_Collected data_
· · · · ·

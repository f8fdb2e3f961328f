use generatoc_traits::AnchorPosition;

/// Returns the index of the anchor closest to `scroll_offset`.
///
/// Distances are absolute. On a tie the earliest anchor wins. Returns `None`
/// when there are no anchors.
///
/// ```
/// use generatoc_spy::resolve_active;
/// assert_eq!(resolve_active(600.0, &[0.0, 500.0, 1200.0]), Some(1));
/// ```
pub fn resolve_active<A: AnchorPosition>(scroll_offset: f64, anchors: &[A]) -> Option<usize> {
    let mut closest: Option<(usize, f64)> = None;
    for (index, anchor) in anchors.iter().enumerate() {
        let distance = (anchor.anchor_offset() - scroll_offset).abs();
        let closer = match closest {
            None => true,
            Some((_, best)) => distance < best,
        };
        if closer {
            closest = Some((index, distance));
        }
    }
    closest.map(|(index, _)| index)
}

#[cfg(test)]
mod tests {
    use super::*;

    #[test]
    fn test_picks_minimum_distance() {
        assert_eq!(resolve_active(600.0, &[0.0, 500.0, 1200.0]), Some(1));
        assert_eq!(resolve_active(0.0, &[0.0, 500.0, 1200.0]), Some(0));
        assert_eq!(resolve_active(5000.0, &[0.0, 500.0, 1200.0]), Some(2));
    }

    #[test]
    fn test_tie_resolves_to_first() {
        assert_eq!(resolve_active(250.0, &[0.0, 500.0]), Some(0));
        assert_eq!(resolve_active(100.0, &[100.0, 100.0, 100.0]), Some(0));
    }

    #[test]
    fn test_unsorted_anchors_still_use_distance() {
        assert_eq!(resolve_active(950.0, &[0.0, 1000.0, 400.0, 900.0]), Some(1));
        assert_eq!(resolve_active(920.0, &[0.0, 1000.0, 400.0, 900.0]), Some(3));
    }

    #[test]
    fn test_no_anchors() {
        let anchors: [f64; 0] = [];
        assert_eq!(resolve_active(10.0, &anchors), None);
    }
}
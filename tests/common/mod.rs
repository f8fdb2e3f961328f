#![allow(dead_code)]

pub mod fixtures;

use generatoc::traits::{
    AnchorPosition, Binding, FrameId, FrameScheduler, HeadingMarker, Host, HostError,
    ManualScheduler, PanelRenderer, RenderError, TimerId, TimerScheduler,
};
use generatoc::{ContainerId, LevelSet, PanelCommand, parse_level};
use std::cell::{Cell, RefCell};
use std::collections::BTreeMap;
use std::rc::Rc;
use std::time::Duration;

pub type TestResult = Result<(), Box<dyn std::error::Error>>;

pub fn init_logging() {
    let _ = env_logger::builder().is_test(true).try_init();
}

/// A heading in the fake document.
#[derive(Debug, Clone, PartialEq)]
pub struct FakeHeading {
    pub tag: String,
    pub label: String,
    pub offset: f64,
}

impl AnchorPosition for FakeHeading {
    fn anchor_offset(&self) -> f64 {
        self.offset
    }
}

impl HeadingMarker for FakeHeading {
    fn tag(&self) -> String {
        self.tag.clone()
    }

    fn label(&self) -> String {
        self.label.clone()
    }
}

/// Everything the fake renderer was asked to do, shared with the test.
#[derive(Default)]
pub struct PanelLog {
    pub containers: Vec<(ContainerId, Option<ContainerId>)>,
    pub leaves: Vec<(ContainerId, usize, String)>,
    pub commands: Vec<PanelCommand>,
    pub leaf_handlers: BTreeMap<usize, Box<dyn FnMut()>>,
    pub container_handlers: BTreeMap<ContainerId, Box<dyn FnMut()>>,
    pub clears: usize,
    /// Makes `create_leaf` fail for this heading index.
    pub fail_leaf: Option<usize>,
}

impl PanelLog {
    pub fn is_drawn(&self) -> bool {
        !self.containers.is_empty()
    }

    pub fn take_commands(&mut self) -> Vec<PanelCommand> {
        std::mem::take(&mut self.commands)
    }
}

pub struct FakeRenderer {
    log: Rc<RefCell<PanelLog>>,
}

impl PanelRenderer for FakeRenderer {
    fn create_container(
        &mut self,
        id: ContainerId,
        parent: Option<ContainerId>,
    ) -> Result<(), RenderError> {
        let mut log = self.log.borrow_mut();
        if let Some(parent) = parent {
            if !log.containers.iter().any(|(c, _)| *c == parent) {
                return Err(RenderError::UnknownContainer(parent));
            }
        }
        log.containers.push((id, parent));
        Ok(())
    }

    fn create_leaf(
        &mut self,
        container: ContainerId,
        index: usize,
        label: &str,
    ) -> Result<(), RenderError> {
        let mut log = self.log.borrow_mut();
        if log.fail_leaf == Some(index) {
            return Err(RenderError::Create {
                what: "leaf",
                message: "injected failure".to_string(),
            });
        }
        log.leaves.push((container, index, label.to_string()));
        Ok(())
    }

    fn on_leaf_click(
        &mut self,
        index: usize,
        handler: Box<dyn FnMut()>,
    ) -> Result<Binding, RenderError> {
        self.log.borrow_mut().leaf_handlers.insert(index, handler);
        let log = self.log.clone();
        Ok(Binding::new(move || {
            log.borrow_mut().leaf_handlers.remove(&index);
        }))
    }

    fn on_container_click(
        &mut self,
        id: ContainerId,
        handler: Box<dyn FnMut()>,
    ) -> Result<Binding, RenderError> {
        self.log.borrow_mut().container_handlers.insert(id, handler);
        let log = self.log.clone();
        Ok(Binding::new(move || {
            log.borrow_mut().container_handlers.remove(&id);
        }))
    }

    fn apply(&mut self, command: PanelCommand) {
        self.log.borrow_mut().commands.push(command);
    }

    fn clear(&mut self) {
        let mut log = self.log.borrow_mut();
        log.containers.clear();
        log.leaves.clear();
        log.clears += 1;
    }
}

type Listeners = Rc<RefCell<BTreeMap<u64, Box<dyn FnMut()>>>>;

/// An in-memory document with a scrollable viewport and a manual clock.
pub struct FakeHost {
    pub scheduler: ManualScheduler,
    /// `None` means the content root is missing.
    pub headings: RefCell<Option<Vec<FakeHeading>>>,
    pub has_mount: Cell<bool>,
    pub panel: Rc<RefCell<PanelLog>>,
    offset: Cell<f64>,
    listeners: Listeners,
    next_listener: Cell<u64>,
    pub scrolled_to: RefCell<Vec<String>>,
    pub fragment: RefCell<Option<String>>,
    pub fragment_writes: Cell<usize>,
    pub fail_history: Cell<bool>,
    /// Makes `request_frame` refuse, as a browser without frames would.
    pub refuse_frames: Cell<bool>,
}

impl FakeHost {
    /// A document with headings given as `(tag, label, anchor offset)`.
    pub fn new(headings: &[(&str, &str, f64)]) -> Rc<Self> {
        let headings = headings
            .iter()
            .map(|&(tag, label, offset)| FakeHeading {
                tag: tag.to_string(),
                label: label.to_string(),
                offset,
            })
            .collect();
        Rc::new(Self {
            scheduler: ManualScheduler::new(),
            headings: RefCell::new(Some(headings)),
            has_mount: Cell::new(true),
            panel: Rc::new(RefCell::new(PanelLog::default())),
            offset: Cell::new(0.0),
            listeners: Rc::new(RefCell::new(BTreeMap::new())),
            next_listener: Cell::new(0),
            scrolled_to: RefCell::new(Vec::new()),
            fragment: RefCell::new(None),
            fragment_writes: Cell::new(0),
            fail_history: Cell::new(false),
            refuse_frames: Cell::new(false),
        })
    }

    /// Moves the viewport and fires the scroll listeners.
    pub fn scroll(&self, offset: f64) {
        self.offset.set(offset);
        let mut taken = std::mem::take(&mut *self.listeners.borrow_mut());
        for listener in taken.values_mut() {
            listener();
        }
        self.listeners.borrow_mut().extend(taken);
    }

    pub fn advance(&self, millis: u64) {
        self.scheduler.advance(Duration::from_millis(millis));
    }

    pub fn run_frames(&self) -> usize {
        self.scheduler.run_frames()
    }

    pub fn scroll_listeners(&self) -> usize {
        self.listeners.borrow().len()
    }

    pub fn click_leaf(&self, index: usize) -> bool {
        let handler = self.panel.borrow_mut().leaf_handlers.remove(&index);
        let Some(mut handler) = handler else {
            return false;
        };
        handler();
        self.panel.borrow_mut().leaf_handlers.insert(index, handler);
        true
    }

    pub fn click_container(&self, id: usize) -> bool {
        let id = ContainerId::new(id);
        let handler = self.panel.borrow_mut().container_handlers.remove(&id);
        let Some(mut handler) = handler else {
            return false;
        };
        handler();
        self.panel.borrow_mut().container_handlers.insert(id, handler);
        true
    }

    pub fn take_commands(&self) -> Vec<PanelCommand> {
        self.panel.borrow_mut().take_commands()
    }
}

impl TimerScheduler for FakeHost {
    fn set_timeout(&self, delay: Duration, callback: Box<dyn FnOnce()>) -> Option<TimerId> {
        self.scheduler.set_timeout(delay, callback)
    }

    fn clear_timeout(&self, id: TimerId) {
        self.scheduler.clear_timeout(id);
    }
}

impl FrameScheduler for FakeHost {
    fn request_frame(&self, callback: Box<dyn FnOnce()>) -> Option<FrameId> {
        if self.refuse_frames.get() {
            return None;
        }
        self.scheduler.request_frame(callback)
    }

    fn cancel_frame(&self, id: FrameId) {
        self.scheduler.cancel_frame(id);
    }
}

impl Host for FakeHost {
    type Marker = FakeHeading;
    type Renderer = FakeRenderer;

    fn find_headings(&self, _content: &str, levels: &LevelSet) -> Option<Vec<FakeHeading>> {
        let headings = self.headings.borrow();
        let headings = headings.as_ref()?;
        Some(
            headings
                .iter()
                .filter(|h| parse_level(&h.tag).map_or(true, |level| levels.contains(level)))
                .cloned()
                .collect(),
        )
    }

    fn mount(&self, _selector: &str) -> Option<FakeRenderer> {
        self.has_mount.get().then(|| FakeRenderer {
            log: self.panel.clone(),
        })
    }

    fn scroll_offset(&self) -> f64 {
        self.offset.get()
    }

    fn listen_scroll(&self, handler: Box<dyn FnMut()>) -> Result<Binding, HostError> {
        let id = self.next_listener.get();
        self.next_listener.set(id + 1);
        self.listeners.borrow_mut().insert(id, handler);
        let listeners = self.listeners.clone();
        Ok(Binding::new(move || {
            listeners.borrow_mut().remove(&id);
        }))
    }

    fn scroll_to(&self, marker: &FakeHeading) {
        self.scrolled_to.borrow_mut().push(marker.label.clone());
    }

    fn fragment(&self) -> Option<String> {
        self.fragment.borrow().clone()
    }

    fn replace_fragment(&self, fragment: &str) -> Result<(), HostError> {
        if self.fail_history.get() {
            return Err(HostError::History("blocked".to_string()));
        }
        *self.fragment.borrow_mut() = Some(fragment.to_string());
        self.fragment_writes.set(self.fragment_writes.get() + 1);
        Ok(())
    }
}
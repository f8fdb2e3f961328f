//! WebAssembly bindings for generatoc.
//!
//! Renders a table of contents for the headings of a page and keeps it in step
//! with scrolling, in the browser.
//!
//! ## Module Structure
//!
//! - [`host`] - `DomHost`: the window and document as a generatoc host
//! - [`heading`] - heading elements and their scroll anchors
//! - [`renderer`] - nested-list panel renderer
//! - [`session`] - the `Generatoc` JavaScript class
//! - [`error`] - error types with JavaScript interop
//!
//! # Example
//!
//! ```javascript
//! import init, { Generatoc } from '@generatoc/wasm';
//!
//! await init();
//!
//! const toc = new Generatoc({ content: '#article', selector: '#toc' });
//! ```
//!
//! # Styling
//!
//! The active leaf gets the `active` class. Collapsed lists are hidden with an
//! inline `transform: scaleY(0); max-height: 0px`, so a transition on those
//! properties animates expanding and collapsing.

pub mod error;
pub mod heading;
pub mod host;
pub mod renderer;
pub mod session;

pub use error::{ErrorCode, GeneratocError};
pub use heading::DomHeading;
pub use host::DomHost;
pub use renderer::DomRenderer;
pub use session::Generatoc;

use wasm_bindgen::prelude::*;

/// Initialize the WASM module.
///
/// This function sets up panic hooks for better error messages in the browser console.
/// It is called automatically when using wasm-pack's generated JavaScript.
#[wasm_bindgen(start)]
pub fn start() {
    console_error_panic_hook::set_once();

    #[cfg(feature = "console-logging")]
    {
        console_log::init_with_level(log::Level::Debug).ok();
    }
}

/// Get the version of the generatoc-wasm library.
#[wasm_bindgen(js_name = getVersion)]
pub fn get_version() -> String {
    env!("CARGO_PKG_VERSION").to_string()
}
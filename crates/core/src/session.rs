use crate::config::TocConfig;
use crate::error::TocError;
use crate::panel::Panel;
use generatoc_traits::Host;
use std::rc::Rc;

/// Init / destroy / refresh over at most one panel.
///
/// This is the lenient boundary: every error is logged and the call leaves the
/// session without a panel instead of failing.
pub struct TocSession<H: Host> {
    host: Rc<H>,
    config: TocConfig,
    panel: Option<Panel<H>>,
}

impl<H: Host> TocSession<H> {
    pub fn init(host: Rc<H>, config: TocConfig) -> Self {
        let panel = build_logged(&host, &config);
        Self {
            host,
            config,
            panel,
        }
    }

    /// Tears down the current panel, if any.
    pub fn destroy(&mut self) {
        if let Some(panel) = self.panel.take() {
            panel.teardown();
        }
    }

    /// Tears down and rebuilds with the configuration the session was created with.
    pub fn refresh(&mut self) {
        self.destroy();
        self.panel = build_logged(&self.host, &self.config);
    }

    /// Replaces the configuration and rebuilds.
    pub fn reconfigure(&mut self, config: TocConfig) {
        self.config = config;
        self.refresh();
    }

    pub fn panel(&self) -> Option<&Panel<H>> {
        self.panel.as_ref()
    }

    pub fn is_active(&self) -> bool {
        self.panel.is_some()
    }

    pub fn config(&self) -> &TocConfig {
        &self.config
    }

    pub fn host(&self) -> &Rc<H> {
        &self.host
    }
}

fn build_logged<H: Host>(host: &Rc<H>, config: &TocConfig) -> Option<Panel<H>> {
    match Panel::build(host.clone(), config.clone()) {
        Ok(panel) => Some(panel),
        Err(e @ TocError::NoHeadings { .. }) => {
            log::debug!("{}; nothing to render", e);
            None
        }
        Err(e) => {
            log::warn!("{}", e);
            None
        }
    }
}
//! Scoped listener registrations.

use std::fmt;

/// A live event-listener registration.
///
/// The release action runs exactly once: either explicitly through
/// [`Binding::release`] or when the binding is dropped. Owners keep their
/// bindings for as long as the listener should stay attached.
pub struct Binding {
    release: Option<Box<dyn FnOnce()>>,
}

impl Binding {
    /// Wraps the action that detaches the listener.
    pub fn new(release: impl FnOnce() + 'static) -> Self {
        Self {
            release: Some(Box::new(release)),
        }
    }

    /// A binding with nothing to release.
    pub fn noop() -> Self {
        Self { release: None }
    }

    /// Detaches the listener now.
    pub fn release(mut self) {
        if let Some(release) = self.release.take() {
            release();
        }
    }

    pub fn is_active(&self) -> bool {
        self.release.is_some()
    }
}

impl Drop for Binding {
    fn drop(&mut self) {
        if let Some(release) = self.release.take() {
            release();
        }
    }
}

impl fmt::Debug for Binding {
    fn fmt(&self, f: &mut fmt::Formatter<'_>) -> fmt::Result {
        f.debug_struct("Binding")
            .field("active", &self.is_active())
            .finish()
    }
}
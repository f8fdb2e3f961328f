//! The host environment: documents, panels and the reader's viewport.

use crate::binding::Binding;
use crate::scheduler::{FrameScheduler, TimerScheduler};
use generatoc_types::{ContainerId, LevelSet, PanelCommand};
use thiserror::Error;

/// Error reported by a [`PanelRenderer`].
#[derive(Error, Debug, Clone, PartialEq, Eq)]
pub enum RenderError {
    #[error("Failed to create {what}: {message}")]
    Create { what: &'static str, message: String },

    #[error("Unknown container: {0}")]
    UnknownContainer(ContainerId),

    #[error("Unknown leaf for heading {0}")]
    UnknownLeaf(usize),

    #[error("Failed to bind '{event}' listener: {message}")]
    Bind { event: &'static str, message: String },
}

/// Error reported by a [`Host`].
#[derive(Error, Debug, Clone, PartialEq, Eq)]
pub enum HostError {
    #[error("Failed to listen for '{event}': {message}")]
    Listen { event: &'static str, message: String },

    #[error("History update failed: {0}")]
    History(String),

    #[error("Host error: {0}")]
    Other(String),
}

/// Anything that can report a vertical page offset.
///
/// For headings this is the scroll-spy anchor point: by convention the top of the
/// first content block after the heading, or the heading itself when it has none.
pub trait AnchorPosition {
    fn anchor_offset(&self) -> f64;
}

impl AnchorPosition for f64 {
    fn anchor_offset(&self) -> f64 {
        *self
    }
}

impl<T: AnchorPosition + ?Sized> AnchorPosition for &T {
    fn anchor_offset(&self) -> f64 {
        (**self).anchor_offset()
    }
}

/// A heading element located in the document.
pub trait HeadingMarker: AnchorPosition {
    /// The element's tag, e.g. `"h2"`.
    fn tag(&self) -> String;

    /// The heading's text.
    fn label(&self) -> String;
}

/// Draws the navigation panel and applies visual state to it.
///
/// Containers are created top-down: a container's parent always exists before
/// the container itself. `None` as parent means the panel's mount point.
pub trait PanelRenderer {
    fn create_container(
        &mut self,
        id: ContainerId,
        parent: Option<ContainerId>,
    ) -> Result<(), RenderError>;

    /// Creates the labelled leaf for heading `index` as the first entry of `container`.
    fn create_leaf(
        &mut self,
        container: ContainerId,
        index: usize,
        label: &str,
    ) -> Result<(), RenderError>;

    /// Invokes `handler` whenever the leaf of heading `index` is clicked.
    fn on_leaf_click(
        &mut self,
        index: usize,
        handler: Box<dyn FnMut()>,
    ) -> Result<Binding, RenderError>;

    /// Invokes `handler` whenever the container itself is clicked.
    fn on_container_click(
        &mut self,
        id: ContainerId,
        handler: Box<dyn FnMut()>,
    ) -> Result<Binding, RenderError>;

    fn apply(&mut self, command: PanelCommand);

    /// Removes everything this renderer created.
    fn clear(&mut self);
}

/// The environment a panel lives in.
///
/// A host is single-threaded and cooperative: callbacks handed to it run later on
/// the same thread, never concurrently with the caller.
pub trait Host: TimerScheduler + FrameScheduler + 'static {
    type Marker: HeadingMarker + 'static;
    type Renderer: PanelRenderer + 'static;

    /// Ordered heading markers under `content` whose level is in `levels`.
    ///
    /// Returns `None` when the content root itself cannot be found.
    fn find_headings(&self, content: &str, levels: &LevelSet) -> Option<Vec<Self::Marker>>;

    /// A renderer drawing into the container matched by `selector`, if it exists.
    fn mount(&self, selector: &str) -> Option<Self::Renderer>;

    /// Current scroll distance from the top of the document.
    fn scroll_offset(&self) -> f64;

    fn listen_scroll(&self, handler: Box<dyn FnMut()>) -> Result<Binding, HostError>;

    /// Brings the heading into view.
    fn scroll_to(&self, marker: &Self::Marker);

    /// The current URL fragment without the leading `#`.
    fn fragment(&self) -> Option<String>;

    /// Replaces the current history entry's fragment.
    fn replace_fragment(&self, fragment: &str) -> Result<(), HostError>;
}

· · · · ·

_WORK REQUIRED_
Check the records above line by line and tally those holding the string "LevelSet". Answer with the number only.

_REPLY_
4